State the number of lines in the material below that hold "ItemId", and add nothing to it.
START Entries supplied
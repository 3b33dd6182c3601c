//! Local copy of every todo, keyed by identity.
//!
//! The store keeps insertion order; the grouping pass relies on it to break
//! ties between items with equal or missing ordering keys.

use crate::error::{SyncError, SyncResult};
use crate::types::{ItemId, Status, Todo};
use std::collections::HashMap;
use tracing::warn;

#[derive(Debug, Clone, Default)]
pub struct ItemStore {
    items: Vec<Todo>,
    index: HashMap<ItemId, usize>,
}

impl ItemStore {
    pub fn new() -> Self {
        Self::default()
    }

    /// Replace the whole contents, e.g. after a reload.
    ///
    /// Duplicate identities collapse to one entry: the content of the last
    /// occurrence wins, the position of the first is kept.
    /// Returns the number of duplicates dropped.
    pub fn replace_all<I>(&mut self, items: I) -> usize
    where
        I: IntoIterator<Item = Todo>,
    {
        self.items.clear();
        self.index.clear();

        let mut duplicates = 0;
        for item in items {
            match self.index.get(&item.id) {
                Some(&pos) => {
                    duplicates += 1;
                    self.items[pos] = item;
                }
                None => {
                    self.index.insert(item.id, self.items.len());
                    self.items.push(item);
                }
            }
        }

        if duplicates > 0 {
            warn!(duplicates, "Remote list contained duplicate todo ids");
        }
        duplicates
    }

    /// Insert a new item at the end, or overwrite the existing one in place.
    pub fn upsert_one(&mut self, item: Todo) {
        match self.index.get(&item.id) {
            Some(&pos) => self.items[pos] = item,
            None => {
                self.index.insert(item.id, self.items.len());
                self.items.push(item);
            }
        }
    }

    /// Remove by identity. Returns the removed item; absent ids are a no-op.
    pub fn remove_one(&mut self, id: ItemId) -> Option<Todo> {
        let pos = self.index.remove(&id)?;
        let removed = self.items.remove(pos);
        for slot in self.index.values_mut() {
            if *slot > pos {
                *slot -= 1;
            }
        }
        Some(removed)
    }

    pub fn mutate_status(&mut self, id: ItemId, status: Status) -> SyncResult<()> {
        let item = self.get_mut(id).ok_or_else(|| SyncError::item_not_found(id))?;
        item.status = status;
        Ok(())
    }

    pub fn get(&self, id: ItemId) -> Option<&Todo> {
        self.index.get(&id).map(|&pos| &self.items[pos])
    }

    pub fn get_mut(&mut self, id: ItemId) -> Option<&mut Todo> {
        match self.index.get(&id) {
            Some(&pos) => Some(&mut self.items[pos]),
            None => None,
        }
    }

    pub fn contains(&self, id: ItemId) -> bool {
        self.index.contains_key(&id)
    }

    pub fn len(&self) -> usize {
        self.items.len()
    }

    pub fn is_empty(&self) -> bool {
        self.items.is_empty()
    }

    /// Items in collection order.
    pub fn iter(&self) -> impl Iterator<Item = &Todo> {
        self.items.iter()
    }

    pub fn ids(&self) -> Vec<ItemId> {
        self.items.iter().map(|t| t.id).collect()
    }
}
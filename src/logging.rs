//! Tracing subscriber setup.
//!
//! Output goes to stdout, stderr or an append-mode file. `RUST_LOG` takes
//! precedence over the verbosity flag when it is set.

use anyhow::Result;
use std::fs::OpenOptions;
use std::path::PathBuf;
use std::sync::Mutex;
use tracing_subscriber::{EnvFilter, FmtSubscriber};

/// Where log lines are written.
#[derive(Debug, Clone, PartialEq, Eq)]
pub enum LogTarget {
    Off,
    Stdout,
    Stderr,
    File(PathBuf),
}

impl LogTarget {
    /// Parse the `--log` option: `0`/`off`, `1`/`stdout`, `2`/`stderr`, or a filename.
    pub fn parse(s: &str) -> Self {
        match s {
            "0" | "off" => LogTarget::Off,
            "1" | "stdout" => LogTarget::Stdout,
            "2" | "stderr" => LogTarget::Stderr,
            filename => LogTarget::File(PathBuf::from(filename)),
        }
    }
}

fn filter(verbose: bool) -> EnvFilter {
    let level = if verbose { "debug" } else { "info" };
    EnvFilter::try_from_default_env().unwrap_or_else(|_| EnvFilter::new(level))
}

/// Install the global subscriber.
pub fn init(target: &LogTarget, verbose: bool) -> Result<()> {
    match target {
        LogTarget::Off => {}
        LogTarget::Stdout => {
            let subscriber = FmtSubscriber::builder()
                .with_env_filter(filter(verbose))
                .with_writer(std::io::stdout)
                .finish();
            tracing::subscriber::set_global_default(subscriber)?;
        }
        LogTarget::Stderr => {
            let subscriber = FmtSubscriber::builder()
                .with_env_filter(filter(verbose))
                .with_writer(std::io::stderr)
                .finish();
            tracing::subscriber::set_global_default(subscriber)?;
        }
        LogTarget::File(path) => {
            let file = OpenOptions::new().create(true).append(true).open(path)?;
            let subscriber = FmtSubscriber::builder()
                .with_env_filter(filter(verbose))
                .with_writer(Mutex::new(file))
                .with_ansi(false)
                .finish();
            tracing::subscriber::set_global_default(subscriber)?;
        }
    }
    Ok(())
}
END Entries supplied
- _Completed exercise_
8